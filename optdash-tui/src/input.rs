//! Keyboard input handling.

use crossterm::event::{KeyCode, KeyEvent, KeyEventKind, KeyModifiers};

use optdash_core::domain::OptionSide;

use crate::app::{AppState, Overlay, Panel};

/// Handle a key event and update app state.
pub fn handle_key(app: &mut AppState, key: KeyEvent) {
    // Only handle key press events (not release/repeat)
    if key.kind != KeyEventKind::Press {
        return;
    }

    if key.modifiers.contains(KeyModifiers::CONTROL) && key.code == KeyCode::Char('c') {
        app.quit();
        return;
    }

    // An open overlay consumes all input.
    if app.overlay.is_some() {
        handle_overlay_key(app, key);
        return;
    }

    match key.code {
        KeyCode::Char('q') => app.quit(),
        KeyCode::Char(c @ '1'..='5') => {
            app.active_panel = Panel::from_index(c as usize - '1' as usize);
        }
        KeyCode::Tab => app.active_panel = app.active_panel.next(),
        KeyCode::BackTab => app.active_panel = app.active_panel.prev(),
        KeyCode::Char('?') => app.active_panel = Panel::Help,
        KeyCode::Char('s') => app.start_edit(Overlay::EditScan),
        KeyCode::Char('/') => app.start_edit(Overlay::EditTicker),
        KeyCode::Char('r') => app.force_refresh(),
        _ => handle_panel_key(app, key),
    }
}

fn handle_overlay_key(app: &mut AppState, key: KeyEvent) {
    match key.code {
        KeyCode::Esc => app.cancel_edit(),
        KeyCode::Enter => app.commit_edit(),
        KeyCode::Backspace => {
            app.input_buffer.pop();
        }
        KeyCode::Char(c) => app.input_buffer.push(c),
        _ => {}
    }
}

fn handle_panel_key(app: &mut AppState, key: KeyEvent) {
    if app.active_panel != Panel::Chain {
        return;
    }
    match key.code {
        KeyCode::Char('[') | KeyCode::Left | KeyCode::Char('h') => app.select_expiry(-1),
        KeyCode::Char(']') | KeyCode::Right | KeyCode::Char('l') => app.select_expiry(1),
        KeyCode::Char('c') => app.toggle_side(OptionSide::Call),
        KeyCode::Char('p') => app.toggle_side(OptionSide::Put),
        _ => {}
    }
}
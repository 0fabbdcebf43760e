//! Criterion benchmarks for the deep-dive hot paths.
//!
//! Benchmarks:
//! 1. Indicator batch (RSI, MACD, Bollinger) over growing histories
//! 2. Full technical analysis (indicators + snapshot + classification)
//! 3. Black-Scholes Greeks for a synthetic chain

use criterion::{black_box, criterion_group, criterion_main, BenchmarkId, Criterion};

use optdash_core::analysis::{analyze, IndicatorSet, RsiThresholds};
use optdash_core::data::{MarketDataProvider, SyntheticProvider};
use optdash_core::domain::{OptionSide, PriceBar};
use optdash_core::greeks::enrich_chain;

fn make_bars(n: usize) -> Vec<PriceBar> {
    let base_date = chrono::NaiveDate::from_ymd_opt(2020, 1, 2).unwrap();
    (0..n)
        .map(|i| {
            let close = 100.0 + (i as f64 * 0.1).sin() * 10.0;
            PriceBar {
                date: base_date + chrono::Duration::days(i as i64),
                open: close - 0.3,
                high: close + 1.5,
                low: close - 1.5,
                close,
                volume: 1_000_000 + (i as u64 % 500_000),
            }
        })
        .collect()
}

fn bench_indicators(c: &mut Criterion) {
    let mut group = c.benchmark_group("indicator_set");
    for n in [252usize, 1_260, 5_040] {
        let bars = make_bars(n);
        group.bench_with_input(BenchmarkId::new("standard", n), &bars, |b, bars| {
            b.iter(|| IndicatorSet::standard(black_box(bars)))
        });
    }
    group.finish();
}

fn bench_analyze(c: &mut Criterion) {
    let bars = make_bars(252);
    let thresholds = RsiThresholds::default();
    c.bench_function("analyze_one_year", |b| {
        b.iter(|| analyze(black_box(&bars), &thresholds))
    });
}

fn bench_greeks(c: &mut Criterion) {
    let as_of = chrono::NaiveDate::from_ymd_opt(2024, 6, 14).unwrap();
    let provider = SyntheticProvider::new(as_of);
    let expiry = provider.expiries("RELIANCE.NS").unwrap()[0];
    let chain = provider.chain("RELIANCE.NS", expiry).unwrap();
    let spot = provider.quote("RELIANCE.NS").unwrap().price;
    c.bench_function("greeks_chain", |b| {
        b.iter(|| enrich_chain(black_box(&chain), OptionSide::Call, spot, 0.07, as_of))
    });
}

criterion_group!(benches, bench_indicators, bench_analyze, bench_greeks);
criterion_main!(benches);
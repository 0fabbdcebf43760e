//! Indicator series for a bar history and the snapshot of its latest bar.

use chrono::NaiveDate;
use serde::Serialize;

use crate::domain::PriceBar;
use crate::indicators::{Bollinger, Indicator, Macd, MacdLine, Rsi};

/// Minimum bars of history before any technical output is attempted.
pub const MIN_HISTORY_BARS: usize = 20;

pub const RSI_PERIOD: usize = 14;
pub const MACD_FAST: usize = 12;
pub const MACD_SLOW: usize = 26;
pub const MACD_SIGNAL: usize = 9;
pub const BOLLINGER_PERIOD: usize = 20;
pub const BOLLINGER_STDDEV: f64 = 2.0;

/// Indicator values at the most recent bar where every series is defined.
#[derive(Debug, Clone, Copy, PartialEq, Serialize)]
pub struct IndicatorSnapshot {
    pub date: NaiveDate,
    pub close: f64,
    pub bollinger_upper: f64,
    pub bollinger_middle: f64,
    pub bollinger_lower: f64,
    pub rsi14: f64,
    pub macd_line: f64,
    pub macd_signal: f64,
    pub macd_histogram: f64,
}

/// Full indicator series aligned with the input bars, for charting.
#[derive(Debug, Clone, Default)]
pub struct IndicatorSet {
    pub dates: Vec<NaiveDate>,
    pub closes: Vec<f64>,
    pub bollinger_upper: Vec<f64>,
    pub bollinger_middle: Vec<f64>,
    pub bollinger_lower: Vec<f64>,
    pub rsi: Vec<f64>,
    pub macd_line: Vec<f64>,
    pub macd_signal: Vec<f64>,
    pub macd_histogram: Vec<f64>,
}

impl IndicatorSet {
    /// RSI(14), MACD(12,26,9), Bollinger(20,2).
    pub fn standard(bars: &[PriceBar]) -> Self {
        let macd = Macd::new(MacdLine::Histogram, MACD_FAST, MACD_SLOW, MACD_SIGNAL).series(bars);
        Self {
            dates: bars.iter().map(|b| b.date).collect(),
            closes: bars.iter().map(|b| b.close).collect(),
            bollinger_upper: Bollinger::upper(BOLLINGER_PERIOD, BOLLINGER_STDDEV).compute(bars),
            bollinger_middle: Bollinger::middle(BOLLINGER_PERIOD, BOLLINGER_STDDEV).compute(bars),
            bollinger_lower: Bollinger::lower(BOLLINGER_PERIOD, BOLLINGER_STDDEV).compute(bars),
            rsi: Rsi::new(RSI_PERIOD).compute(bars),
            macd_line: macd.line,
            macd_signal: macd.signal,
            macd_histogram: macd.histogram,
        }
    }

    /// Bars needed before every standard series has a value.
    pub fn required_bars() -> usize {
        let lookbacks = [
            Rsi::new(RSI_PERIOD).lookback(),
            Macd::new(MacdLine::Histogram, MACD_FAST, MACD_SLOW, MACD_SIGNAL).lookback(),
            Bollinger::upper(BOLLINGER_PERIOD, BOLLINGER_STDDEV).lookback(),
        ];
        let warmup = lookbacks.into_iter().max().unwrap_or(0) + 1;
        warmup.max(MIN_HISTORY_BARS)
    }

    pub fn len(&self) -> usize {
        self.closes.len()
    }

    pub fn is_empty(&self) -> bool {
        self.closes.is_empty()
    }

    fn snapshot_at(&self, i: usize) -> Option<IndicatorSnapshot> {
        let snapshot = IndicatorSnapshot {
            date: *self.dates.get(i)?,
            close: self.closes[i],
            bollinger_upper: self.bollinger_upper[i],
            bollinger_middle: self.bollinger_middle[i],
            bollinger_lower: self.bollinger_lower[i],
            rsi14: self.rsi[i],
            macd_line: self.macd_line[i],
            macd_signal: self.macd_signal[i],
            macd_histogram: self.macd_histogram[i],
        };
        let complete = [
            snapshot.close,
            snapshot.bollinger_upper,
            snapshot.bollinger_lower,
            snapshot.rsi14,
            snapshot.macd_histogram,
        ]
        .iter()
        .all(|v| v.is_finite());
        complete.then_some(snapshot)
    }

    /// Snapshot of the final bar. `None` when any series is undefined there;
    /// an older bar is never substituted.
    pub fn latest_snapshot(&self) -> Option<IndicatorSnapshot> {
        self.snapshot_at(self.len().checked_sub(1)?)
    }
}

------------------------------------------------------------------------

» **AIM OF THE EXERCISE**: Please copy all lines of the listing in which the string "Clone" occurs.

» **EXERCISE RESPONSE**:
#[derive(Debug, Clone, Copy, PartialEq, Serialize)]
#[derive(Debug, Clone, Default)]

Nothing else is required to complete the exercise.